While that’s usually not the smartest thing to do, it turned out to be nothing but a blessing. It took me totally by accident and much to my distaste, to put it lightly. I had been living as a Depressed Person since childhood prior to the falling-in-love incident, and my sick lifestyle, while horrible in many respects, was all I knew. Affection for another person posed an eventually fatal threat to my meanness and my hatred for humanity. Depression taught me to be guarded and irritable, and love changed all that.
At first, I wasn’t happy. But I learned to be very, very happy.
Love took the high ground of my emotional state for a long time, but after some years, my illness regrouped and doubled its efforts to break me. It came back with a flaming fury in my very late teenhood, and tried once again to dismantle the love that had taken it down so easily when I was barely more than a child.
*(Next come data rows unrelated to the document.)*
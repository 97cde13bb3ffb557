use serde::{Deserialize, Serialize};

use crate::error::GenerationError;

/// Minimum and maximum number of options a quiz question may carry.
pub const MIN_QUIZ_OPTIONS: usize = 3;
pub const MAX_QUIZ_OPTIONS: usize = 5;

#[derive(Debug, Clone, PartialEq, Eq, Serialize, Deserialize)]
#[serde(deny_unknown_fields)]
pub struct Flashcard {
    pub question: String,
    pub answer: String,
}

#[derive(Debug, Clone, PartialEq, Eq, Serialize, Deserialize)]
#[serde(deny_unknown_fields)]
pub struct QuizQuestion {
    pub question: String,
    pub options: Vec<String>,
    pub correct: String,
}

impl QuizQuestion {
    pub fn is_well_formed(&self) -> bool {
        (MIN_QUIZ_OPTIONS..=MAX_QUIZ_OPTIONS).contains(&self.options.len())
            && self.options.contains(&self.correct)
    }
}

/// Payload the provider is constrained to return.
#[derive(Debug, Clone, PartialEq, Eq, Serialize, Deserialize)]
#[serde(deny_unknown_fields)]
pub struct StudyMaterial {
    pub title: String,
    pub summary: String,
    pub flashcards: Vec<Flashcard>,
    pub quiz_questions: Vec<QuizQuestion>,
}

impl StudyMaterial {
    pub fn parse(payload: &str) -> Result<Self, serde_json::Error> {
        serde_json::from_str(payload)
    }

    /// Clears every section the caller did not ask for.
    pub fn retain_requested(&mut self, request: &GenerationRequest) {
        if !request.include_summary {
            self.summary.clear();
        }
        if !request.include_flashcards {
            self.flashcards.clear();
        }
        if !request.include_quiz {
            self.quiz_questions.clear();
        }
    }

    pub fn validate_quiz(&self) -> Result<(), GenerationError> {
        match self.quiz_questions.iter().position(|q| !q.is_well_formed()) {
            Some(index) => {
                tracing::error!(index, "Quiz question violates option constraints");
                Err(GenerationError::MalformedProviderResponse)
            }
            None => Ok(()),
        }
    }
}

/// Input to a single generation call.
#[derive(Debug, Clone, Default, PartialEq, Eq)]
pub struct GenerationRequest {
    pub text: String,
    pub include_summary: bool,
    pub include_flashcards: bool,
    pub include_quiz: bool,
}

impl GenerationRequest {
    pub fn is_empty_selection(&self) -> bool {
        !self.include_summary && !self.include_flashcards && !self.include_quiz
    }
}

#[derive(Debug, Clone, Default, PartialEq, Eq, Serialize, Deserialize)]
pub struct GenerationResult {
    pub id: String,
    pub title: String,
    pub summary: String,
    pub flashcards: Vec<Flashcard>,
    pub quiz_questions: Vec<QuizQuestion>,
}

impl GenerationResult {
    /// A result with a fresh id and every content field empty.
    pub fn empty() -> Self {
        Self {
            id: uuid::Uuid::new_v4().to_string(),
            ..Default::default()
        }
    }

    pub fn from_material(material: StudyMaterial) -> Self {
        Self {
            id: uuid::Uuid::new_v4().to_string(),
            title: material.title,
            summary: material.summary,
            flashcards: material.flashcards,
            quiz_questions: material.quiz_questions,
        }
    }
}
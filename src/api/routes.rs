use std::net::SocketAddr;

use axum::{
    routing::{get, post},
    Router,
    extract::{rejection::JsonRejection, ConnectInfo, Json, State},
    http::StatusCode,
};
use tokio_util::sync::CancellationToken;
use tower_http::cors::{CorsLayer, Any};
use tower_http::trace::TraceLayer;

use crate::error::{AppError, Result};
use crate::api::models::{GenerateRequest, HealthStatus};
use crate::api::response::{self, ApiResponse};
use crate::models::{GenerationRequest, GenerationResult};
use crate::AppState;

pub fn create_router(app_state: AppState) -> Router {
    Router::new()
        .route("/generate", post(generate_handler))
        .route("/health", get(health_handler))
        .layer(
            CorsLayer::new()
                .allow_origin(Any)
                .allow_methods(Any)
                .allow_headers(Any),
        )
        .layer(TraceLayer::new_for_http())
        .with_state(app_state)
}

async fn health_handler() -> (StatusCode, Json<ApiResponse<HealthStatus>>) {
    response::success(HealthStatus { status: "ok" })
}

async fn generate_handler(
    State(state): State<AppState>,
    connect_info: Option<ConnectInfo<SocketAddr>>,
    body: std::result::Result<Json<GenerateRequest>, JsonRejection>,
) -> Result<(StatusCode, Json<ApiResponse<GenerationResult>>)> {
    let Json(req) = body.map_err(|rejection| {
        tracing::debug!(error = %rejection, "Rejected generate request body");
        AppError::InvalidInput
    })?;

    let remote_ip = connect_info.map(|ConnectInfo(addr)| addr.ip().to_string());
    match state.captcha.verify(&req.captcha_token, remote_ip.as_deref()).await {
        Ok(true) => {}
        Ok(false) => return Err(AppError::CaptchaFailure),
        Err(err) => {
            tracing::error!(error = %err, "Captcha verification failed");
            return Err(AppError::CaptchaFailure);
        }
    }

    let request = GenerationRequest::from(req);
    if request.is_empty_selection() {
        return Err(AppError::NoOptionsSelected);
    }

    let start_time = std::time::Instant::now();
    let cancel = CancellationToken::new();
    let deadline = tokio::spawn({
        let cancel = cancel.clone();
        let timeout = state.config.request_timeout;
        async move {
            tokio::time::sleep(timeout).await;
            cancel.cancel();
        }
    });
    let result = state.gateway.generate(&cancel, &request).await;
    deadline.abort();

    match result {
        Ok(generated) => {
            tracing::info!(id = %generated.id, elapsed = ?start_time.elapsed(), "Generated study material");
            Ok(response::success(generated))
        }
        Err(err) => {
            tracing::warn!(error = %err, elapsed = ?start_time.elapsed(), "Generation failed");
            Err(err.into())
        }
    }
}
Depression soon hit me with despair, and helplessness, and failure at all the things that had looked so hopeful to me in my senior year of high school. I left college, quit several jobs in a row, and was generally reduced to being just a Depressed Person again.
Then came the apathy, which is usually my long-term response to a depressive episode. Shutting my diseased feelings down is better – or at least, more survivable – than living with the pain of being acutely mentally ill all the time, but it also means shutting down my passions and exuberances. So, I flushed away my melancholia, and my joy with it.
It was a hugely risky move. The man I love has always been there for me, standing proud and depression-proof, so I took a chance and gambled that he would still be there, standing proud, when I cleansed myself of feeling.
For a while, it seemed I was wrong. I had gambled him away.
The magic of living with love faded ever so slowly, until I more or less woke up one morning to realize it was gone, just as I had woken up one morning so many years earlier to notice it was suddenly there. The air didn’t crackle anymore, and the sky drained to a dull turquoise. Our music was a memory. All the art I had made for him retreated into a past life.
In an apathetic way, I was heartbroken.
When his sins started to cut through his kindnesses in my memories, I knew I had lost him. His photograph held no presence on my dresser, and I felt totally alone for the first time since I saw him so many years ago.
I wondered wearily whether he had dropped out of my being entirely, or if my Depressed Person habits had just obscured him temporarily. Maybe he was still recoverable.
I continued to work on the art.
Then, earlier this week, a miracle began occurring, like a shadow of the one that had overtaken me when I was hardly a teenager: the brightness of my emotions for him began to spark and glow. Ash to embers and embers to flame, he must have seen the light from the door I left ajar for him, and returned to me.
I have no idea what prompted it, but I don’t really care right now.
Quietly, I’m ecstatic.
My love for him has always burned in waves, cooling for a while and then coming back to me again in brilliant colors, but it had never abandoned for so long, or so convincingly. But now our music means something again, and the art is inspired. Static feelings are reanimating. I feel the staggering urge to share this emotional state, and tell the world that he is once again standing with me, proud and depression-proof.
He’s my emotional litmus test. If I send him my heart and it comes back red, I know I’m in the clear. Blue, and I might be in trouble – but it doesn’t warrant an appeal to my psychiatrist until my heart returns to me clear when I dip it in his waters. When I can’t feel anything, I can’t love him.
But love him is the first thing I always do when my embers start to glow again.